Uma terceira alternativa, claro, é aumentar a carga tributária em 4,7% do PIB. Para um país que já tem uma carga tributária muito acima da média para países em desenvolvimento, parece pouco factível.

Uma quarta alternativa, que é aquela preferida pelo governo que irá iniciar em 01/01/2023, é o aumento do crescimento econômico. Se o crescimento aumentar, aumenta o denominador da relação dívida/PIB, diminuindo o seu nível. Para estabilizar a dívida em 80% do PIB, e mantendo as outras premissas de inflação, juros e superávit primário constantes, precisaríamos de um crescimento do PIB entre 5% e 6% ao ano. Nem nos tempos de ouro da primeira década conseguimos um crescimento neste patamar. Claro que, se o crescimento for mais alto, maior será a arrecadação, o que pode melhorar o superávit primário.
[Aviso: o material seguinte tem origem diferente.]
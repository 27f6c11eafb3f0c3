//
// Copyright (c) The Holo Core Contributors
//
// SPDX-License-Identifier: MIT
//

use md5::{Digest, Md5};

use crate::packet::consts::{AUTH_PASS_LEN, AUTH_VECTOR_LEN, MAX_PASS_LEN};
use crate::packet::error::{DecodeError, DecodeResult};

//
// RADIUS attribute obfuscation.
//
// Values are XOR-masked with an MD5-derived keystream chained over the
// ciphertext blocks:
//
//   b(1) = MD5(secret + vector)        c(1) = p(1) XOR b(1)
//   b(i) = MD5(secret + c(i-1))        c(i) = p(i) XOR b(i)
//
// Tunnel-Password (RFC 2868) folds a two-octet salt and an embedded
// length octet into the first block. This is not confidentiality in
// any modern sense, but it is what the RFCs require.
//

// ===== global functions =====

// Unmasks a User-Password value in place (RFC 2865 section 5.2).
//
// Returns the C-string length of the plaintext. The buffer keeps the
// full unmasked contents so the caller can apply its own padding
// policy (binary values such as MS-CHAP-MPPE-Keys have a fixed width
// instead of NUL padding).
pub fn decode_password(
    passwd: &mut Vec<u8>,
    secret: &[u8],
    vector: &[u8; AUTH_VECTOR_LEN],
) -> usize {
    // The RFCs say the maximum is 128; longer input is truncated.
    passwd.truncate(MAX_PASS_LEN);
    if passwd.is_empty() {
        return 0;
    }

    let mut ctx_base = Md5::new();
    ctx_base.update(secret);

    let len = passwd.len();
    let mut prev = [0; AUTH_PASS_LEN];
    for start in (0..len).step_by(AUTH_PASS_LEN) {
        let mut ctx = ctx_base.clone();
        if start == 0 {
            ctx.update(vector);
        } else {
            ctx.update(prev);
        }
        let digest = ctx.finalize();

        // Save the ciphertext block before unmasking; it keys the next
        // block.
        let end = usize::min(start + AUTH_PASS_LEN, len);
        prev[..end - start].copy_from_slice(&passwd[start..end]);
        for i in start..end {
            passwd[i] ^= digest[i - start];
        }
    }

    passwd.iter().position(|&b| b == 0).unwrap_or(len)
}

// Masks a User-Password value in place, zero-padding it to a whole
// number of keystream blocks first.
pub fn encode_password(
    passwd: &mut Vec<u8>,
    secret: &[u8],
    vector: &[u8; AUTH_VECTOR_LEN],
) {
    passwd.truncate(MAX_PASS_LEN);
    let blocks = usize::max(passwd.len().div_ceil(AUTH_PASS_LEN), 1);
    passwd.resize(blocks * AUTH_PASS_LEN, 0);

    let mut ctx_base = Md5::new();
    ctx_base.update(secret);

    for start in (0..passwd.len()).step_by(AUTH_PASS_LEN) {
        let mut ctx = ctx_base.clone();
        if start == 0 {
            ctx.update(vector);
        } else {
            ctx.update(&passwd[start - AUTH_PASS_LEN..start]);
        }
        let digest = ctx.finalize();

        for i in 0..AUTH_PASS_LEN {
            passwd[start + i] ^= digest[i];
        }
    }
}

// Unmasks a Tunnel-Password value in place (RFC 2868 section 3.5).
//
// The wire form is a two-octet salt followed by the masked stream,
// whose first octet is the plaintext length. The first keystream block
// is MD5(secret + vector + salt).
//
// Returns the plaintext length on success.
pub fn decode_tunnel_password(
    passwd: &mut Vec<u8>,
    secret: &[u8],
    vector: &[u8; AUTH_VECTOR_LEN],
    tunnel_password_zeros: bool,
) -> DecodeResult<usize> {
    // We need at least a salt.
    if passwd.len() < 2 {
        return Err(DecodeError::TunnelPasswordTooShort);
    }

    // A salt with no password, or a salt and a bare length octet. It's
    // wrong, but at least we can figure out what it means: the
    // password is empty.
    if passwd.len() <= 3 {
        passwd.clear();
        return Ok(0);
    }

    let salt = [passwd[0], passwd[1]];
    let cipher = passwd.split_off(2);
    passwd.clear();

    let mut ctx_base = Md5::new();
    ctx_base.update(secret);

    let mut plain = Vec::with_capacity(cipher.len());
    let mut embedded_len = 0;
    let mut prev: &[u8] = &[];
    for (n, block) in cipher.chunks(AUTH_PASS_LEN).enumerate() {
        let mut ctx = ctx_base.clone();
        if n == 0 {
            ctx.update(vector);
            ctx.update(salt);
        } else {
            ctx.update(prev);
        }
        let digest = ctx.finalize();

        let base = if n == 0 {
            // A quick check: the first plaintext octet is the embedded
            // length. Ensure it's sane.
            embedded_len = (block[0] ^ digest[0]) as usize;
            if embedded_len > cipher.len() {
                return Err(DecodeError::SecretMismatch);
            }
            1
        } else {
            0
        };
        for i in base..block.len() {
            plain.push(block[i] ^ digest[i]);
        }
        prev = block;
    }

    // Check trailing bytes.
    if tunnel_password_zeros
        && plain.iter().skip(embedded_len).any(|&b| b != 0)
    {
        return Err(DecodeError::TrailingGarbage);
    }

    // Tolerate an embedded length one past the unmasked stream.
    plain.resize(embedded_len, 0);
    *passwd = plain;

    Ok(embedded_len)
}

// Masks a Tunnel-Password value in place under the given salt. The
// salt goes out on the wire ahead of the masked stream and should have
// its high bit set per RFC 2868.
pub fn encode_tunnel_password(
    passwd: &mut Vec<u8>,
    salt: [u8; 2],
    secret: &[u8],
    vector: &[u8; AUTH_VECTOR_LEN],
) {
    // Plaintext stream: length octet + password, zero-padded to whole
    // blocks.
    let mut stream = Vec::with_capacity(1 + passwd.len());
    stream.push(passwd.len() as u8);
    stream.append(passwd);
    let blocks = stream.len().div_ceil(AUTH_PASS_LEN);
    stream.resize(blocks * AUTH_PASS_LEN, 0);

    let mut ctx_base = Md5::new();
    ctx_base.update(secret);

    let mut out = Vec::with_capacity(2 + stream.len());
    out.extend_from_slice(&salt);
    for start in (0..stream.len()).step_by(AUTH_PASS_LEN) {
        let mut ctx = ctx_base.clone();
        if start == 0 {
            ctx.update(vector);
            ctx.update(salt);
        } else {
            ctx.update(&out[2 + start - AUTH_PASS_LEN..2 + start]);
        }
        let digest = ctx.finalize();

        for i in 0..AUTH_PASS_LEN {
            out.push(stream[start + i] ^ digest[i]);
        }
    }

    *passwd = out;
}

// Masks or unmasks an Ascend-Send/Receive-Secret value: a single-block
// XOR against MD5(vector + secret). The operation is its own inverse;
// the decode path additionally trims the result at the first NUL.
pub fn ascend_secret(
    vector: &[u8; AUTH_VECTOR_LEN],
    secret: &[u8],
    value: &[u8],
) -> Vec<u8> {
    let mut ctx = Md5::new();
    ctx.update(vector);
    ctx.update(secret);
    let digest = ctx.finalize();

    value
        .iter()
        .take(AUTH_VECTOR_LEN)
        .zip(digest.iter())
        .map(|(value, digest)| value ^ digest)
        .collect()
}
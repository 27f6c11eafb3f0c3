//
// Copyright (c) The Holo Core Contributors
//
// SPDX-License-Identifier: MIT
//

use super::*;

#[test]
fn decode_short_extended() {
    let (list, consumed) = decode_one(&[241, 7, 1, 0, 0, 0, 2]);
    assert_eq!(consumed, 7);
    assert_eq!(list.len(), 1);
    assert_eq!(list[0].name(), "Frag-Status");
    assert_eq!(list[0].value, Value::Uint32(2));
}

#[test]
fn decode_unknown_extended_type() {
    let (list, consumed) = decode_one(&[241, 6, 99, 1, 2, 3]);
    assert_eq!(consumed, 6);
    assert!(list[0].da.is_unknown());
    assert_eq!(list[0].name(), "Attr-241.99");
    assert_eq!(list[0].value, Value::Octets(vec![1, 2, 3]));
}

#[test]
fn decode_long_extended_in_place() {
    // Long-extended with the continuation bit clear.
    let mut data = vec![245, 9, 1, 0x00];
    data.extend(b"hello");

    let (list, consumed) = decode_one(&data);
    assert_eq!(consumed, 9);
    assert_eq!(list[0].name(), "SAML-Assertion");
    assert_eq!(list[0].value, Value::String("hello".to_owned()));
}

#[test]
fn decode_long_extended_fragmented() {
    let mut data = vec![245, 10, 1, 0x80];
    data.extend(b"hello ");
    data.extend([245, 9, 1, 0x00]);
    data.extend(b"world");

    let (list, consumed) = decode_one(&data);
    // Both attribute headers are consumed by the one call.
    assert_eq!(consumed, 19);
    assert_eq!(list.len(), 1);
    assert_eq!(list[0].name(), "SAML-Assertion");
    assert_eq!(list[0].value, Value::String("hello world".to_owned()));
}

#[test]
fn long_extended_chain_stops_at_foreign_attribute() {
    // Continuation set, but the next attribute is not a fragment: the
    // chain ends and the first fragment decodes alone.
    let mut data = vec![245, 10, 1, 0x80];
    data.extend(b"hello ");
    data.extend([1, 5]);
    data.extend(b"bob");

    let list = decode_all(&data);
    assert_eq!(list.len(), 2);
    assert_eq!(list[0].value, Value::String("hello ".to_owned()));
    assert_eq!(list[1].name(), "User-Name");
}

#[test]
fn decode_unknown_long_extended_fragmented() {
    // The fragment path applies even when the extended type has to be
    // fabricated.
    let mut data = vec![245, 10, 99, 0x80];
    data.extend(b"hello ");
    data.extend([245, 9, 99, 0x00]);
    data.extend(b"world");

    let (list, consumed) = decode_one(&data);
    assert_eq!(consumed, 19);
    assert!(list[0].da.is_unknown());
    assert_eq!(list[0].value, Value::Octets(b"hello world".to_vec()));
}

#[test]
fn decode_extended_vendor_specific() {
    let mut data = vec![241, 11, 26, 0, 0, 0, 9, 1];
    data.extend(b"abc");

    let (list, consumed) = decode_one(&data);
    assert_eq!(consumed, 11);
    assert_eq!(list[0].name(), "Cisco-AVPair");
    assert_eq!(list[0].value, Value::String("abc".to_owned()));
}

#[test]
fn decode_extended_vendor_specific_unknown_vendor() {
    let mut data = vec![241, 11, 26, 0, 0, 0x10, 0x92, 7];
    data.extend(b"abc");

    let (list, consumed) = decode_one(&data);
    assert_eq!(consumed, 11);
    assert!(list[0].da.is_unknown());
    assert_eq!(list[0].value, Value::Octets(b"abc".to_vec()));
}
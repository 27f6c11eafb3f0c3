//
// Copyright (c) The Holo Core Contributors
//
// SPDX-License-Identifier: MIT
//

pub mod consts;
pub mod crypt;
pub mod decode;
pub mod dict;
pub mod error;
pub mod value;

use std::sync::Arc;

use derive_new::new;

use crate::packet::consts::AUTH_VECTOR_LEN;
use crate::packet::dict::DictAttr;
use crate::packet::value::Value;

//
// RADIUS attribute.
//
// Encoding format:
//
//  0                   1                   2
//  0 1 2 3 4 5 6 7 8 9 0 1 2 3 4 5 6 7 8 9 0 1 2 3
// +-+-+-+-+-+-+-+-+-+-+-+-+-+-+-+-+-+-+-+-+-+-+-+-+
// |     Type      |    Length     |  Value ...
// +-+-+-+-+-+-+-+-+-+-+-+-+-+-+-+-+-+-+-+-+-+-+-+-+
//
// "Length" covers the two header octets, so an empty attribute has
// length 2. Vendor-Specific, Extended and WiMAX attributes nest
// further headers inside the value field.
//
pub const ATTR_HDR_SIZE: usize = 2;

//
// Decode context.
//
// Carries the per-packet secrets needed to unwrap obfuscated
// attributes. Immutable for the duration of a single decode.
//
#[derive(Clone, Debug)]
#[derive(new)]
pub struct DecodeCxt {
    // Shared secret between client and server.
    pub secret: Vec<u8>,
    // Request Authenticator of the packet (or of the matching request).
    pub vector: [u8; AUTH_VECTOR_LEN],
    // Require zero padding past the embedded Tunnel-Password length.
    pub tunnel_password_zeros: bool,
}

//
// Attribute/value pair.
//
// The decoder's output unit: a dictionary descriptor bound to a typed
// value, plus the RFC 2868 grouping tag when one was present on the
// wire. Everything decoded from the network is marked tainted.
//
#[derive(Clone, Debug)]
#[derive(new)]
pub struct Pair {
    pub da: Arc<DictAttr>,
    pub tag: Option<u8>,
    pub value: Value,
    #[new(value = "true")]
    pub tainted: bool,
}

// Ordered, append-only list of attribute/value pairs.
//
// Sub-decoders stage their output in a local list and merge it into
// the caller's list only on full success, so a malformed child never
// leaves half of a container behind.
#[derive(Clone, Debug, Default)]
pub struct PairList(Vec<Pair>);

// ===== impl Pair =====

impl Pair {
    // Returns the pair's attribute name, qualified by its lineage.
    pub fn name(&self) -> &str {
        &self.da.name
    }
}

// ===== impl PairList =====

impl PairList {
    pub fn new() -> PairList {
        PairList::default()
    }

    // Appends one pair at the tail.
    pub fn append(&mut self, pair: Pair) {
        self.0.push(pair);
    }

    // Splices the contents of `other` onto the tail, preserving order.
    pub fn merge(&mut self, other: PairList) {
        self.0.extend(other.0);
    }

    pub fn iter(&self) -> impl Iterator<Item = &Pair> {
        self.0.iter()
    }

    pub fn len(&self) -> usize {
        self.0.len()
    }

    pub fn is_empty(&self) -> bool {
        self.0.is_empty()
    }
}

impl IntoIterator for PairList {
    type Item = Pair;
    type IntoIter = std::vec::IntoIter<Pair>;

    fn into_iter(self) -> Self::IntoIter {
        self.0.into_iter()
    }
}

impl std::ops::Index<usize> for PairList {
    type Output = Pair;

    fn index(&self, index: usize) -> &Pair {
        &self.0[index]
    }
}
Isso se os políticos não crescerem o olho para esta receita adicional, mantendo baixo o superávit primário, que é normalmente o que ocorre.

Por fim, a alternativa que ninguém quer é uma inflação mais alta. Para simular esta alternativa, precisamos assumir a premissa de que ocorre surpresa inflacionária. Caso contrário, as taxas de juros sobem para compensar a inflação, elevando a relação dívida/PIB. Então, para simularmos o efeito da surpresa inflacionária, vamos assumir que as taxas de juros no ano seguinte sempre são 6 pontos percentuais maiores do que a inflação do ano anterior, simulando a reação do mercado/BC ao aumento da inflação. E vamos assumir que a inflação no ano seguinte sobe o suficiente para manter constante a relação dívida/PIB em 80%. Assumindo essas duas premissas, chegamos a uma inflação de 37% ao ano em 2030. Ou seja, apenas para manter a relação dívida/PIB constante em 80%, e assumindo as premissas de crescimento e superávit que temos hoje no Focus, a inflação precisaria explodir.

Resumindo, então, o que é necessário para estabilizar a relação dívida/PIB em 80%:

  1. Economizar R$ 450 bilhões por ano ou
  2. Vender patrimônio no valor de R$ 450 bilhões por ano ou
  3. Aumentar a carga tributária em 4,7% do PIB ou
  4. Acelerar o crescimento para algo entre 5% a 6% ao ano ou
  5. Deixar a inflação crescer até 37% em 2030 ou
  6. Uma combinação das alternativas acima

Quando leio sugestões de “arcabouço fiscal” atrelados a um determinado nível de dívida, o nível desejado de dívida sempre está próximo de 60% do PIB. O esforço descrito acima é somente para manter a relação dívida/PIB em 80%. Nem queira saber o esforço necessário para baixar essa relação para 60%. Por isso, desconfie sempre quando ouvir alguém dizendo que é possível ter uma regra fiscal que combina aumento de gastos com controle da dívida pública. Como diria o Padre Quevedo, “non exziste”.